------ AVAILABLE DATA

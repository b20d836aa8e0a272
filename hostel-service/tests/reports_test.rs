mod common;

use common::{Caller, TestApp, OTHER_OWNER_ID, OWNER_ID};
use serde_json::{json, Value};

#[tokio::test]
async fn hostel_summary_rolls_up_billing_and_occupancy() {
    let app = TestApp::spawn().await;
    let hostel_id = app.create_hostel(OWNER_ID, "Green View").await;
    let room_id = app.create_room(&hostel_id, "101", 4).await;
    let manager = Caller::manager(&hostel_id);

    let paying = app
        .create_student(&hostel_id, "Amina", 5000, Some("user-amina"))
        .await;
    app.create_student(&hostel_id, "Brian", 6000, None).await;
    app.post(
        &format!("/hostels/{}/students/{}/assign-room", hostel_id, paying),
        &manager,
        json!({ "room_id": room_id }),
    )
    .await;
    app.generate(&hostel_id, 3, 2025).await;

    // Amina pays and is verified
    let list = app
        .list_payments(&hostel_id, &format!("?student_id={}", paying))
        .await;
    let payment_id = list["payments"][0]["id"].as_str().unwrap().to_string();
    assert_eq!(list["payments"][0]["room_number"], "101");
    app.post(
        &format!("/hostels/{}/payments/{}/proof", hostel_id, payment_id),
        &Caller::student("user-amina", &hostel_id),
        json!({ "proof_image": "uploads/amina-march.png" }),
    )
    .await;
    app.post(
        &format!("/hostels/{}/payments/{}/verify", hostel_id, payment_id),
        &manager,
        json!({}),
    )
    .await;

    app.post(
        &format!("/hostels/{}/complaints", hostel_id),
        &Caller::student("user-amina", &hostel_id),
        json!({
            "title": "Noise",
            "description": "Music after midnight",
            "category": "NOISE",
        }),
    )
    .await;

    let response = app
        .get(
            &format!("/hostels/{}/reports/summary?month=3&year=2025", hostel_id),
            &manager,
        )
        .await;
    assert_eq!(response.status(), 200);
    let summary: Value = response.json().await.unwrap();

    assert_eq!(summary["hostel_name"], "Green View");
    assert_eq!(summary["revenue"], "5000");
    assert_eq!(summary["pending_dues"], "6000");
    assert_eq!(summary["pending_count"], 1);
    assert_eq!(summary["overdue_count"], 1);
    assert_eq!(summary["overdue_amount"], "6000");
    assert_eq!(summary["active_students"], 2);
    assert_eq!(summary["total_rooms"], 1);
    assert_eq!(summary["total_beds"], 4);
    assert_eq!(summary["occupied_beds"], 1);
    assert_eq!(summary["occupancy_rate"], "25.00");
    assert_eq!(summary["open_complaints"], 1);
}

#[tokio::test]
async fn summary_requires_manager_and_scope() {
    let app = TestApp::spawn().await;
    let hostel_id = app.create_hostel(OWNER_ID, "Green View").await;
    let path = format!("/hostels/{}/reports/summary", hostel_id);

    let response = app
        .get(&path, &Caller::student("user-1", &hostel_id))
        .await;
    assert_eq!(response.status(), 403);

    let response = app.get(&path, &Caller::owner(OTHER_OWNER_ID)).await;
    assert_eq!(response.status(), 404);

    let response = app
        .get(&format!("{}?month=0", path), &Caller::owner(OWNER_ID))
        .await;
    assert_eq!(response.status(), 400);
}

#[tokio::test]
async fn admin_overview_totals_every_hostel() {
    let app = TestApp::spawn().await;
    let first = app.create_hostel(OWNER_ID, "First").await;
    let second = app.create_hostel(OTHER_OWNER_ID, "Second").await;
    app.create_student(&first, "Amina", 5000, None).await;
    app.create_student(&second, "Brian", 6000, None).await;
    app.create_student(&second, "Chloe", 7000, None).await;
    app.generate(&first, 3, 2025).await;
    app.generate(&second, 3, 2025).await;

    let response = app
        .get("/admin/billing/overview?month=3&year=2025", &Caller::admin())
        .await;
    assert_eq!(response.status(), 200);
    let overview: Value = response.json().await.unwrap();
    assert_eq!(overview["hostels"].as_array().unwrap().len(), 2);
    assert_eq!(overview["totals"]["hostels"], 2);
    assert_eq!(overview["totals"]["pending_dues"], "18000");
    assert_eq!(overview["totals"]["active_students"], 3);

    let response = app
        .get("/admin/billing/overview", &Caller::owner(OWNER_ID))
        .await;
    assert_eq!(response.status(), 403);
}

------------
------ AVAILABLE DATA

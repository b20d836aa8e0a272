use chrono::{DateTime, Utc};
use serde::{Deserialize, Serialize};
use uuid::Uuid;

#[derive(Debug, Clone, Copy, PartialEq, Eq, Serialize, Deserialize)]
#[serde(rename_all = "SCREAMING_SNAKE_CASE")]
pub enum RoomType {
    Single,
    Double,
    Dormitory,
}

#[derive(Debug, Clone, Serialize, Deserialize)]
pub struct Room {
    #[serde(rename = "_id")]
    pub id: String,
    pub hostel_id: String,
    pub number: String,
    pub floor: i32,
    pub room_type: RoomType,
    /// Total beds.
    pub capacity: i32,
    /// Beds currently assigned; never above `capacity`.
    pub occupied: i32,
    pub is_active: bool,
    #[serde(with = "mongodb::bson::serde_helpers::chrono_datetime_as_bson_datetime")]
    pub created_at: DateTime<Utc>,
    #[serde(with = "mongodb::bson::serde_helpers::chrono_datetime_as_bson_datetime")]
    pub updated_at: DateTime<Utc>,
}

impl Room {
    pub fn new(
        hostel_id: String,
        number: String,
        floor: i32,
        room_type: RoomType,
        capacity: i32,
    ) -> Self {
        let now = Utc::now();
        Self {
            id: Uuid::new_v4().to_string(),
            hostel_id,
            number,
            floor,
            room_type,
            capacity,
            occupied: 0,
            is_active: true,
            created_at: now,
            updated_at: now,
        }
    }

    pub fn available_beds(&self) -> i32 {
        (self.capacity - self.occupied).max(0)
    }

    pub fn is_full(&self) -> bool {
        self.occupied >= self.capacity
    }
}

------------
------ AVAILABLE DATA

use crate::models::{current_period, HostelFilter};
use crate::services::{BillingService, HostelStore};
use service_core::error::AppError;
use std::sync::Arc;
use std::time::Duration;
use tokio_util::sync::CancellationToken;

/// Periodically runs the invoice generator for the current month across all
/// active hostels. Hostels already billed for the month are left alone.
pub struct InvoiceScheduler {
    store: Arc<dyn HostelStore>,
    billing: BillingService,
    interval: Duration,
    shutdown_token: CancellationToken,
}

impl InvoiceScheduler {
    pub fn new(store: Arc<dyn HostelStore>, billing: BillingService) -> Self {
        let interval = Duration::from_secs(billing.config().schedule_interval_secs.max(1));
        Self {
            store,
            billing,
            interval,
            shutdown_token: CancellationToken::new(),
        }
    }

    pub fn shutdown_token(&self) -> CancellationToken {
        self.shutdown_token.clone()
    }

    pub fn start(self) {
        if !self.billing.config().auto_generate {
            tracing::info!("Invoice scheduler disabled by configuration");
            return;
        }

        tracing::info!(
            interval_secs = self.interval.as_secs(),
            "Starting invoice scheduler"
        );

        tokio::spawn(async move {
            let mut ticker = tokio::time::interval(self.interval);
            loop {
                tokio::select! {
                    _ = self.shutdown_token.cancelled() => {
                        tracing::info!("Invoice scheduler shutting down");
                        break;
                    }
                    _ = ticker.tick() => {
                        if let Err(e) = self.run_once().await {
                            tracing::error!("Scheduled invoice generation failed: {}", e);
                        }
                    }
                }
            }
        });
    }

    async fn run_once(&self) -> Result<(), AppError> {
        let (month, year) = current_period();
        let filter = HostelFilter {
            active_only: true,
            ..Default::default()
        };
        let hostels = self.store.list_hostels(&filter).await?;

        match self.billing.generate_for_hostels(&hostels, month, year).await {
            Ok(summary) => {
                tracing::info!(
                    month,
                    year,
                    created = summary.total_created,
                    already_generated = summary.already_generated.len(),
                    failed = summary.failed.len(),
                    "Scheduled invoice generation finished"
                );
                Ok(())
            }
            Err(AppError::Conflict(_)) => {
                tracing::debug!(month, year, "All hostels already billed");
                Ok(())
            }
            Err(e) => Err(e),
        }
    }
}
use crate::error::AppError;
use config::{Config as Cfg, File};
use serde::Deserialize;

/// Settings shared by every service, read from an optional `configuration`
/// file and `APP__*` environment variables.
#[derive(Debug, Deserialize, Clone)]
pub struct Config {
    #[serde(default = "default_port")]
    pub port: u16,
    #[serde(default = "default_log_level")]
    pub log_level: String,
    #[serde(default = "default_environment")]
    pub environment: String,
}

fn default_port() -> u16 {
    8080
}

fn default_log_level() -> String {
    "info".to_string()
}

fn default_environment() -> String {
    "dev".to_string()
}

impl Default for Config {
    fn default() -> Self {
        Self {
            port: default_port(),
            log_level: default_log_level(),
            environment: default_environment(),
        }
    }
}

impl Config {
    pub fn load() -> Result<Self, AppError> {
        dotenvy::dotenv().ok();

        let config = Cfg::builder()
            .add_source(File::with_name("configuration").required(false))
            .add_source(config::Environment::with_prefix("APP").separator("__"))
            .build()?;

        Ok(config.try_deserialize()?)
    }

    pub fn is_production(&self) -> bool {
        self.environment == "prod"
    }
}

------------

## WHAT THE TASK ASKS
Looking at the entries above, determine how many lines contain the word "AppError" and state only that number.

## SOLUTION TO THIS EXERCISE
5